Lawmakers are now starting to say that the next Congress β€” the one that will be sworn in Jan. 3 β€” will have to work on a debt-reduction deal, including legislation to deal retroactively with the tax increases that take effect on Jan. 1.

One advantage of this approach: Senate and House members in the next Congress would be able to argue next year that they are voting to cut taxes; the tax hikes would already be in effect.

Reid blamed Boehner and the Republican-run House, saying they have refused to even vote on plans to reduce the debt with higher taxes on the wealthy as well as budget cuts.

Boehner said it's up to Reid and the Senate Democrats to act on measures passed by the House that emphasize reduced spending.

After the Friday meeting at the White House, some senior administration officials β€” including Geithner and top adviser Valerie Jarrett β€” will conduct a conference call with business leaders to discuss fiscal cliff issues; Obama himself will not be on the call.

Despite the partisan impasse, there is overwhelming agreement on Capitol Hill that Washington will at least extend the current tax rates for the majority of Americans. "It'll get resolved, and most Americans, almost all Americans, won't pay higher taxes next year," said Sen. Lamar Alexander, R-Tenn.

What remains uncertain is whether Congress will send legislation to the president before the Dec. 31 "fiscal cliff" deadline, or in the days or weeks after when the tax rates have expired. "That'll either be settled this weekend by our votes or it'll be settled after the first of the year," Alexander said.

Efforts to achieve a broad deficit reduction deal are all but gone, said Alexander and Sen. Bob Corker, R-Tenn., who outlined their proposal Friday to deal with the next budgetary crisis facing Washington β€” a vote to raise the $16.4 trillion debt ceiling, the nation's borrowing authority.

"Unfortunately for America, the next line in the sand is going to be the debt ceiling," said Corker, who outlined a GOP proposal to raise the debt ceiling by $1 trillion in exchange for entitlement changes to Medicare, Social Security and Medicaid.

Corker said he believes the White House meeting is for "optics" and will not produce any significant bipartisan agreement. He said senators, during a series of votes Friday, were discussing on the floor how to bring up a bill to address the immediate fiscal issues of expiring tax rates and spending cuts.

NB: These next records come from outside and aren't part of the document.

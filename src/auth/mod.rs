//! Authentication module for postboard.
//!
//! Password hashing, registration, session login state and the post
//! permission rules.

mod password;
pub mod permission;
mod registration;
pub mod session;
pub mod validation;

pub use password::{hash_password, validate_password, verify_password, PasswordError};
pub use permission::{check_post_edit, effective_post_type, PermissionError};
pub use registration::{register, RegistrationError, RegistrationRequest};
pub use session::SessionError;
pub use validation::ValidationError;
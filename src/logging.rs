//! Logging setup for postboard.

use std::fs::{self, OpenOptions};
use std::path::Path;
use std::sync::Arc;

use tracing::Level;
use tracing_subscriber::fmt::writer::MakeWriterExt;
use tracing_subscriber::prelude::*;
use tracing_subscriber::EnvFilter;

use crate::config::LoggingConfig;
use crate::{BoardError, Result};

/// Parse log level string to tracing Level.
fn parse_level(level: &str) -> Level {
    match level.to_lowercase().as_str() {
        "trace" => Level::TRACE,
        "debug" => Level::DEBUG,
        "info" => Level::INFO,
        "warn" | "warning" => Level::WARN,
        "error" => Level::ERROR,
        _ => Level::INFO,
    }
}

/// Build the event filter. `RUST_LOG` wins over the configured level.
fn build_filter(level: &str) -> EnvFilter {
    EnvFilter::try_from_default_env()
        .unwrap_or_else(|_| EnvFilter::default().add_directive(parse_level(level).into()))
}

/// Initialize logging to stdout and the configured log file.
///
/// The log file is opened in append mode so restarts keep earlier history.
pub fn init(config: &LoggingConfig) -> Result<()> {
    if let Some(parent) = Path::new(&config.file).parent() {
        if !parent.as_os_str().is_empty() && !parent.exists() {
            fs::create_dir_all(parent)?;
        }
    }

    let log_file = OpenOptions::new()
        .create(true)
        .append(true)
        .open(&config.file)?;
    let writer = std::io::stdout.and(Arc::new(log_file));

    tracing_subscriber::registry()
        .with(
            tracing_subscriber::fmt::layer()
                .with_writer(writer)
                .with_ansi(false)
                .with_target(true),
        )
        .with(build_filter(&config.level))
        .try_init()
        .map_err(|e| BoardError::Config(format!("failed to install logger: {e}")))
}

/// Initialize console-only logging.
///
/// Used when the log file cannot be opened.
pub fn init_console_only(level: &str) {
    let _ = tracing_subscriber::registry()
        .with(
            tracing_subscriber::fmt::layer()
                .with_writer(std::io::stdout)
                .with_ansi(true)
                .with_target(true),
        )
        .with(build_filter(level))
        .try_init();
}
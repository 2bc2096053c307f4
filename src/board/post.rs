//! Post model for postboard.

use super::types::PostType;

/// A stored post.
#[derive(Debug, Clone)]
pub struct Post {
    /// Unique post ID.
    pub post_id: i64,
    /// ID of the user who owns the post.
    pub user_id: i64,
    /// Board the post belongs to.
    pub post_type: PostType,
    pub title: String,
    pub content: String,
    /// Number of times the detail page was shown.
    pub view_count: i64,
    /// Creation timestamp (UTC, set by the store).
    pub created_at: String,
}

impl Post {
    /// Check if the given user owns this post.
    pub fn is_owned_by(&self, user_id: i64) -> bool {
        self.user_id == user_id
    }
}

/// A post joined with its owner's display name.
#[derive(Debug, Clone)]
pub struct PostWithAuthor {
    pub post: Post,
    /// Owner's `user_name`.
    pub author_name: String,
}

/// Data for creating a new post.
#[derive(Debug, Clone)]
pub struct NewPost {
    pub user_id: i64,
    pub post_type: PostType,
    pub title: String,
    pub content: String,
}

impl NewPost {
    /// Create a new free-board post.
    pub fn new(user_id: i64, title: impl Into<String>, content: impl Into<String>) -> Self {
        Self {
            user_id,
            post_type: PostType::Free,
            title: title.into(),
            content: content.into(),
        }
    }

    /// Set the post type.
    pub fn with_type(mut self, post_type: PostType) -> Self {
        self.post_type = post_type;
        self
    }
}

/// Replacement values for an edited post.
#[derive(Debug, Clone)]
pub struct PostUpdate {
    pub post_type: PostType,
    pub title: String,
    pub content: String,
}

impl PostUpdate {
    /// Create an update.
    pub fn new(post_type: PostType, title: impl Into<String>, content: impl Into<String>) -> Self {
        Self {
            post_type,
            title: title.into(),
            content: content.into(),
        }
    }
}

Corker levied a harsh critique of the president and his congressional colleagues. "It's pretty apparent that we're not going to do what we've been called to do," he said, "I think that every American should be disgusted with all of Washington. … And it's a shame that we are where we are, and candidly, that our economy is not going to be what it could have been the first quarter of this year if we had just done the work that we were supposed to do by this year end."